[Stored items]
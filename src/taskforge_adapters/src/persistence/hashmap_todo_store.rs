use std::collections::HashMap;
use std::sync::Arc;
use std::sync::atomic::{AtomicI64, Ordering};

use async_trait::async_trait;
use chrono::Utc;
use tokio::sync::RwLock;

use taskforge_core::{
    NewTodo, Tag, TagStore, TagStoreError, Todo, TodoPatch, TodoStore, TodoStoreError,
};

#[derive(Clone)]
struct TodoRecord {
    todo: Todo,
    tag_ids: Vec<i64>,
}

/// In-memory todo store.
#[derive(Clone, Default)]
pub struct HashMapTodoStore {
    todos: Arc<RwLock<HashMap<i64, TodoRecord>>>,
    next_id: Arc<AtomicI64>,
}

impl HashMapTodoStore {
    pub fn new() -> Self {
        Self {
            todos: Arc::new(RwLock::new(HashMap::new())),
            next_id: Arc::new(AtomicI64::new(1)),
        }
    }
}

#[async_trait]
impl TodoStore for HashMapTodoStore {
    async fn list_for_user(&self, user_id: i64) -> Result<Vec<Todo>, TodoStoreError> {
        let mut todos: Vec<Todo> = self
            .todos
            .read()
            .await
            .values()
            .filter(|r| r.todo.user_id == user_id)
            .map(|r| r.todo.clone())
            .collect();
        todos.sort_by_key(|t| t.id);
        Ok(todos)
    }

    async fn find_for_user(&self, id: i64, user_id: i64) -> Result<Todo, TodoStoreError> {
        self.todos
            .read()
            .await
            .get(&id)
            .filter(|r| r.todo.user_id == user_id)
            .map(|r| r.todo.clone())
            .ok_or(TodoStoreError::TodoNotFound)
    }

    async fn create(
        &self,
        user_id: i64,
        todo: NewTodo,
        tags: &[Tag],
    ) -> Result<Todo, TodoStoreError> {
        let mut todos = self.todos.write().await;
        let id = self.next_id.fetch_add(1, Ordering::SeqCst);
        let record = TodoRecord {
            todo: Todo {
                id,
                user_id,
                title: todo.title,
                description: todo.description,
                completed: false,
                created_at: Utc::now(),
                due_date: todo.due_date,
                completed_at: None,
                priority: todo.priority.unwrap_or_default(),
                image_urls: todo.image_urls,
                tags: tags.iter().map(|t| t.name.clone()).collect(),
            },
            tag_ids: tags.iter().map(|t| t.id).collect(),
        };
        todos.insert(id, record.clone());
        Ok(record.todo)
    }

    async fn update(
        &self,
        id: i64,
        user_id: i64,
        patch: TodoPatch,
        tags: Option<&[Tag]>,
    ) -> Result<Todo, TodoStoreError> {
        let mut todos = self.todos.write().await;
        let record = todos
            .get_mut(&id)
            .filter(|r| r.todo.user_id == user_id)
            .ok_or(TodoStoreError::TodoNotFound)?;
        if let Some(title) = patch.title {
            record.todo.title = title;
        }
        if let Some(description) = patch.description {
            record.todo.description = Some(description);
        }
        if let Some(completed) = patch.completed {
            record.todo.completed = completed;
        }
        if let Some(due_date) = patch.due_date {
            record.todo.due_date = Some(due_date);
        }
        if let Some(priority) = patch.priority {
            record.todo.priority = priority;
        }
        if let Some(image_urls) = patch.image_urls {
            record.todo.image_urls = image_urls;
        }
        if let Some(tags) = tags {
            record.todo.tags = tags.iter().map(|t| t.name.clone()).collect();
            record.tag_ids = tags.iter().map(|t| t.id).collect();
        }
        Ok(record.todo.clone())
    }

    async fn delete(&self, id: i64, user_id: i64) -> Result<Todo, TodoStoreError> {
        let mut todos = self.todos.write().await;
        if !todos.get(&id).is_some_and(|r| r.todo.user_id == user_id) {
            return Err(TodoStoreError::TodoNotFound);
        }
        let record = todos.remove(&id).ok_or(TodoStoreError::TodoNotFound)?;
        Ok(record.todo)
    }

    async fn mark_complete(&self, id: i64, user_id: i64) -> Result<Todo, TodoStoreError> {
        let mut todos = self.todos.write().await;
        let record = todos
            .get_mut(&id)
            .filter(|r| r.todo.user_id == user_id)
            .ok_or(TodoStoreError::TodoNotFound)?;
        record.todo.completed = true;
        record.todo.completed_at = Some(Utc::now());
        Ok(record.todo.clone())
    }

    async fn list_by_tag(&self, tag_id: i64, user_id: i64) -> Result<Vec<Todo>, TodoStoreError> {
        let mut todos: Vec<Todo> = self
            .todos
            .read()
            .await
            .values()
            .filter(|r| r.todo.user_id == user_id && r.tag_ids.contains(&tag_id))
            .map(|r| r.todo.clone())
            .collect();
        todos.sort_by_key(|t| t.id);
        Ok(todos)
    }
}

/// In-memory tag store. Names are unique per user.
#[derive(Clone, Default)]
pub struct HashMapTagStore {
    tags: Arc<RwLock<HashMap<i64, Tag>>>,
    next_id: Arc<AtomicI64>,
}

impl HashMapTagStore {
    pub fn new() -> Self {
        Self {
            tags: Arc::new(RwLock::new(HashMap::new())),
            next_id: Arc::new(AtomicI64::new(1)),
        }
    }

    fn insert_tag(&self, tags: &mut HashMap<i64, Tag>, name: &str, user_id: i64) -> Tag {
        let id = self.next_id.fetch_add(1, Ordering::SeqCst);
        let tag = Tag {
            id,
            user_id,
            name: name.to_owned(),
            created_at: Utc::now(),
        };
        tags.insert(id, tag.clone());
        tag
    }
}

#[async_trait]
impl TagStore for HashMapTagStore {
    async fn list_for_user(&self, user_id: i64) -> Result<Vec<Tag>, TagStoreError> {
        let mut tags: Vec<Tag> = self
            .tags
            .read()
            .await
            .values()
            .filter(|t| t.user_id == user_id)
            .cloned()
            .collect();
        tags.sort_by_key(|t| t.id);
        Ok(tags)
    }

    async fn find_for_user(&self, id: i64, user_id: i64) -> Result<Tag, TagStoreError> {
        self.tags
            .read()
            .await
            .get(&id)
            .filter(|t| t.user_id == user_id)
            .cloned()
            .ok_or(TagStoreError::TagNotFound)
    }

    async fn find_by_name(&self, name: &str, user_id: i64) -> Result<Tag, TagStoreError> {
        self.tags
            .read()
            .await
            .values()
            .find(|t| t.name == name && t.user_id == user_id)
            .cloned()
            .ok_or(TagStoreError::TagNotFound)
    }

    async fn find_or_create(&self, name: &str, user_id: i64) -> Result<Tag, TagStoreError> {
        let mut tags = self.tags.write().await;
        if let Some(tag) = tags
            .values()
            .find(|t| t.name == name && t.user_id == user_id)
        {
            return Ok(tag.clone());
        }
        Ok(self.insert_tag(&mut tags, name, user_id))
    }

    async fn create(&self, name: &str, user_id: i64) -> Result<Tag, TagStoreError> {
        let mut tags = self.tags.write().await;
        if tags
            .values()
            .any(|t| t.name == name && t.user_id == user_id)
        {
            return Err(TagStoreError::TagExists);
        }
        Ok(self.insert_tag(&mut tags, name, user_id))
    }

    async fn delete(&self, id: i64, user_id: i64) -> Result<Tag, TagStoreError> {
        let mut tags = self.tags.write().await;
        if !tags.get(&id).is_some_and(|t| t.user_id == user_id) {
            return Err(TagStoreError::TagNotFound);
        }
        tags.remove(&id).ok_or(TagStoreError::TagNotFound)
    }
}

ACTION ITEM: When a line in the data contains the string "return", copy that line.

TASK RESULT:
            return Err(TodoStoreError::TodoNotFound);
            return Ok(tag.clone());
            return Err(TagStoreError::TagExists);
            return Err(TagStoreError::TagNotFound);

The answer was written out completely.